Chatham-Kent est reconnue internationalement pour son patrimoine et son histoire des Noirs. Les Premières Nations et les immigrants de partout au monde ont rendu cette communauté culturellement riche et très diversifiée. L’exceptionnelle visite du chemin de fer clandestin met en évidence le site historique de la Case de l’oncle Tom, le Lieu historique national et musée de l'Établissement-Buxton et la Black Historical Society – trois établissements distincts où les personnes fuyant l’esclavage ont trouvé la liberté au Canada, chacune ayant sa propre histoire remarquable à raconter.

Située entre l’un des derniers lacs à maskinongés et le lac d’eau douce le plus productif au monde, Chatham-Kent permet une pêche sportive de classe mondiale. L’eau touche le style de vie à Chatham-Kent de bien des façons, avec un magnifique lac de chaque côté de la ville et la rivière historique Thames qui coule en son centre, ce qui fait de Chatham-Kent un endroit idéal pour la navigation, le golf et les sports aquatiques.

La culture est aussi florissante à Chatham-Kent, car la ville accueille une grande variété de théâtres, de galeries, de magasins et de restaurants. Les résidents participent régulièrement à des événements et des festivals uniques comme le Labour Day Homecoming, le RetroFest, le RibFest, le BikeFest, le FireFest et plus encore!

Histoire francophone

À la suite des premières visites d’explorateurs et de missionnaires français dans les Grands Lacs, l’établissement francophone permanent commence dans la région en 1701 avec la fondation de Fort Pontchartrain (Détroit) par Antoine de Lamothe, sieur de Cadillac. Des missionnaires catholiques fondent la mission de Notre-Dame-de-l’Assomption parmi les Hurons de Détroit en 1728. En 1747, ils déplacent la mission sur une propriété offerte par la nation huronne, située sur la rive sud de la rivière Détroit (église de l’Assomption, Windsor). En 1749, le gouvernement de la Nouvelle-France, soucieux d’accroître sa présence dans la région, offre des terres à la colonisation agricole entre la mission huronne et un village occupé par des Outaouais, face à Fort Pontchartrain. Des familles de la partie inférieure du fleuve Saint-Laurent, ainsi que des civils et des soldats démobilisés de Fort Pontchartrain y forment la communauté de la Petite Côte, qui deviendra Windsor.

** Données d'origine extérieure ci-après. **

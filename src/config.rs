//! Configuration module for loading TOML configuration files and applying
//! environment overrides.

use deribit_client::{ClientConfig, DEFAULT_BASE_URL, RetryPolicy};
use serde::Deserialize;
use std::fs;
use std::path::Path;
use std::str::FromStr;
use std::time::Duration;
use thiserror::Error;

/// Configuration error types.
#[derive(Debug, Error)]
pub enum ConfigError {
    /// Failed to read configuration file.
    #[error("failed to read config file: {0}")]
    ReadError(#[from] std::io::Error),
    /// Failed to parse TOML configuration.
    #[error("failed to parse config: {0}")]
    ParseError(#[from] toml::de::Error),
    /// Invalid configuration value.
    #[error("invalid config value: {0}")]
    InvalidValue(String),
}

/// Root configuration structure.
#[derive(Debug, Clone, Default, Deserialize)]
#[serde(default)]
pub struct Config {
    /// Server configuration.
    pub server: ServerConfig,
    /// Response cache configuration.
    pub cache: CacheConfig,
    /// Logging configuration.
    pub logging: LoggingConfig,
    /// Upstream market-data API configuration.
    pub upstream: UpstreamConfig,
}

/// Server configuration.
#[derive(Debug, Clone, Deserialize)]
#[serde(default)]
pub struct ServerConfig {
    /// Host address to bind to.
    pub host: String,
    /// Port number to listen on.
    pub port: u16,
    /// Origins allowed by CORS; `*` or empty allows any.
    pub allowed_origins: String,
}

impl Default for ServerConfig {
    fn default() -> Self {
        Self {
            host: "0.0.0.0".to_string(),
            port: 3000,
            allowed_origins: "*".to_string(),
        }
    }
}

impl ServerConfig {
    /// Explicit CORS origins, or `None` when any origin is allowed.
    #[must_use]
    pub fn origin_list(&self) -> Option<Vec<String>> {
        let trimmed = self.allowed_origins.trim();
        if trimmed.is_empty() || trimmed == "*" {
            return None;
        }
        Some(
            trimmed
                .split(',')
                .map(str::trim)
                .filter(|s| !s.is_empty())
                .map(str::to_string)
                .collect(),
        )
    }
}

/// Response cache configuration.
#[derive(Debug, Clone, Deserialize)]
#[serde(default)]
pub struct CacheConfig {
    /// Time-to-live of cached responses in milliseconds.
    pub ttl_ms: u64,
}

impl Default for CacheConfig {
    fn default() -> Self {
        Self { ttl_ms: 15_000 }
    }
}

impl CacheConfig {
    /// TTL as a duration.
    #[must_use]
    pub fn ttl(&self) -> Duration {
        Duration::from_millis(self.ttl_ms)
    }
}

/// Logging configuration.
#[derive(Debug, Clone, Deserialize)]
#[serde(default)]
pub struct LoggingConfig {
    /// Level name: `silent`, `error`, `warn`, `info`, `debug` or `trace`.
    pub level: String,
}

impl Default for LoggingConfig {
    fn default() -> Self {
        Self {
            level: "info".to_string(),
        }
    }
}

impl LoggingConfig {
    /// Default `EnvFilter` directive for the configured level.
    #[must_use]
    pub fn filter_directive(&self) -> String {
        match self.level.trim().to_ascii_lowercase().as_str() {
            "silent" | "off" => "off".to_string(),
            "debug" => "debug,tower_http=debug".to_string(),
            "trace" => "trace".to_string(),
            "" => "info".to_string(),
            other => format!("{},tower_http=info", other),
        }
    }
}

/// Upstream market-data API configuration.
#[derive(Debug, Clone, Deserialize)]
#[serde(default)]
pub struct UpstreamConfig {
    /// Base URL of the public REST API.
    pub base_url: String,
    /// Timeout of a single attempt in milliseconds.
    pub timeout_ms: u64,
    /// Additional attempts after the first failure.
    pub retries: u32,
    /// Base backoff in milliseconds; retry `n` waits `n` times this.
    pub backoff_ms: u64,
}

impl Default for UpstreamConfig {
    fn default() -> Self {
        Self {
            base_url: DEFAULT_BASE_URL.to_string(),
            timeout_ms: 15_000,
            retries: 2,
            backoff_ms: 400,
        }
    }
}

impl UpstreamConfig {
    /// Client configuration for this upstream.
    #[must_use]
    pub fn client_config(&self) -> ClientConfig {
        ClientConfig {
            base_url: self.base_url.clone(),
            timeout: Duration::from_millis(self.timeout_ms),
            retry: RetryPolicy {
                retries: self.retries,
                backoff: Duration::from_millis(self.backoff_ms),
            },
        }
    }
}

impl Config {
    /// Loads configuration from a TOML file.
    ///
    /// # Arguments
    /// * `path` - Path to the configuration file.
    ///
    /// # Errors
    /// Returns error if file cannot be read or parsed.
    pub fn load<P: AsRef<Path>>(path: P) -> Result<Self, ConfigError> {
        let content = fs::read_to_string(path)?;
        Ok(toml::from_str(&content)?)
    }

    /// Loads the file at `path` if it exists, defaults otherwise, then applies
    /// environment overrides and validates the result.
    ///
    /// # Errors
    /// Returns error if the file exists but is invalid, or an override does
    /// not parse.
    pub fn from_env<P: AsRef<Path>>(path: P) -> Result<Self, ConfigError> {
        Self::from_env_with(path, |key| std::env::var(key).ok())
    }

    /// [`Config::from_env`] with variables read through `lookup`.
    ///
    /// # Errors
    /// Same as [`Config::from_env`].
    pub fn from_env_with<P, F>(path: P, lookup: F) -> Result<Self, ConfigError>
    where
        P: AsRef<Path>,
        F: Fn(&str) -> Option<String>,
    {
        let path = path.as_ref();
        let mut config = if path.exists() {
            Self::load(path)?
        } else {
            Config::default()
        };
        config.apply_overrides(lookup)?;
        config.validate()?;
        Ok(config)
    }

    /// Parses configuration from a TOML string.
    ///
    /// # Arguments
    /// * `content` - TOML content as string.
    ///
    /// # Errors
    /// Returns error if content cannot be parsed.
    pub fn parse(content: &str) -> Result<Self, ConfigError> {
        let config: Config = toml::from_str(content)?;
        config.validate()?;
        Ok(config)
    }

    /// Overrides values with the variables `lookup` returns.
    ///
    /// # Errors
    /// Returns error if a numeric variable does not parse.
    pub fn apply_overrides<F>(&mut self, lookup: F) -> Result<(), ConfigError>
    where
        F: Fn(&str) -> Option<String>,
    {
        if let Some(host) = lookup("HOST") {
            self.server.host = host;
        }
        if let Some(port) = lookup("PORT") {
            self.server.port = parse_var("PORT", &port)?;
        }
        if let Some(origins) = lookup("ALLOWED_ORIGINS") {
            self.server.allowed_origins = origins;
        }
        if let Some(ttl) = lookup("CACHE_TTL_MS") {
            self.cache.ttl_ms = parse_var("CACHE_TTL_MS", &ttl)?;
        }
        if let Some(level) = lookup("LOG_LEVEL") {
            self.logging.level = level;
        }
        if let Some(base_url) = lookup("DERIBIT_BASE_URL") {
            self.upstream.base_url = base_url;
        }
        if let Some(timeout) = lookup("UPSTREAM_TIMEOUT_MS") {
            self.upstream.timeout_ms = parse_var("UPSTREAM_TIMEOUT_MS", &timeout)?;
        }
        if let Some(retries) = lookup("UPSTREAM_RETRIES") {
            self.upstream.retries = parse_var("UPSTREAM_RETRIES", &retries)?;
        }
        if let Some(backoff) = lookup("UPSTREAM_BACKOFF_MS") {
            self.upstream.backoff_ms = parse_var("UPSTREAM_BACKOFF_MS", &backoff)?;
        }
        Ok(())
    }

    /// Validates the configuration values.
    fn validate(&self) -> Result<(), ConfigError> {
        if self.server.port == 0 {
            return Err(ConfigError::InvalidValue(
                "server port must be positive".to_string(),
            ));
        }
        if self.cache.ttl_ms == 0 {
            return Err(ConfigError::InvalidValue(
                "cache ttl_ms must be positive".to_string(),
            ));
        }
        if self.upstream.timeout_ms == 0 {
            return Err(ConfigError::InvalidValue(
                "upstream timeout_ms must be positive".to_string(),
            ));
        }
        if let Err(err) = url::Url::parse(&self.upstream.base_url) {
            return Err(ConfigError::InvalidValue(format!(
                "upstream base_url {} is not a valid URL: {}",
                self.upstream.base_url, err
            )));
        }

        Ok(())
    }
}

fn parse_var<T: FromStr>(name: &str, value: &str) -> Result<T, ConfigError> {
    value
        .trim()
        .parse()
        .map_err(|_| ConfigError::InvalidValue(format!("{} must be a number, got {}", name, value)))
}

Avec la fin du Régime français en 1763, des colons de langue anglaise commencent lentement à arriver. Les francophones continuent d’établir des exploitations agricoles et des communautés le long des rives de la rivière Détroit, du lac Sainte-Claire et de l’extrémité ouest du lac Érié. La paroisse de Saint-Pierre sur la Tranche, la deuxième plus ancienne paroisse catholique du sud-ouest de l’Ontario, est fondée en 1802 dans ce qui est maintenant Chatham-Kent.

Située tout près, Pain Court Block, l’une des premières communautés francophones du sud de l’Ontario, se développe dans les années 1820. Les missionnaires catholiques l’ont nommée ainsi en référence aux petits pains que mangeaient les colons. En 1852, une chapelle y est érigée, et deux ans plus tard, on entame la construction d’une église. Celle-ci deviendra rapidement un centre culturel et éducatif pour les catholiques francophones. Un bureau de poste est bâti en 1866.

Alors que l’agriculture s’accroît, les premiers colons se joignent aux migrants francophones du Québec et du Nouveau-Brunswick. Ils fondent de nouvelles communautés à la fois dans Chatham-Kent et dans le comté voisin d’Essex, généralement autour d’une église paroissiale. Une culture et un langage franco-ontariens distincts se développent.

Bien qu’aujourd’hui, la majorité de la population de Chatham-Kent soit anglophone, le français est encore parlé par une part importante de la population dans des communautés telles que Pain Court, Tilbury et Grande Pointe. Ces communautés sont désignées zones de services en français en vertu de la Loi sur les services en français de l’Ontario.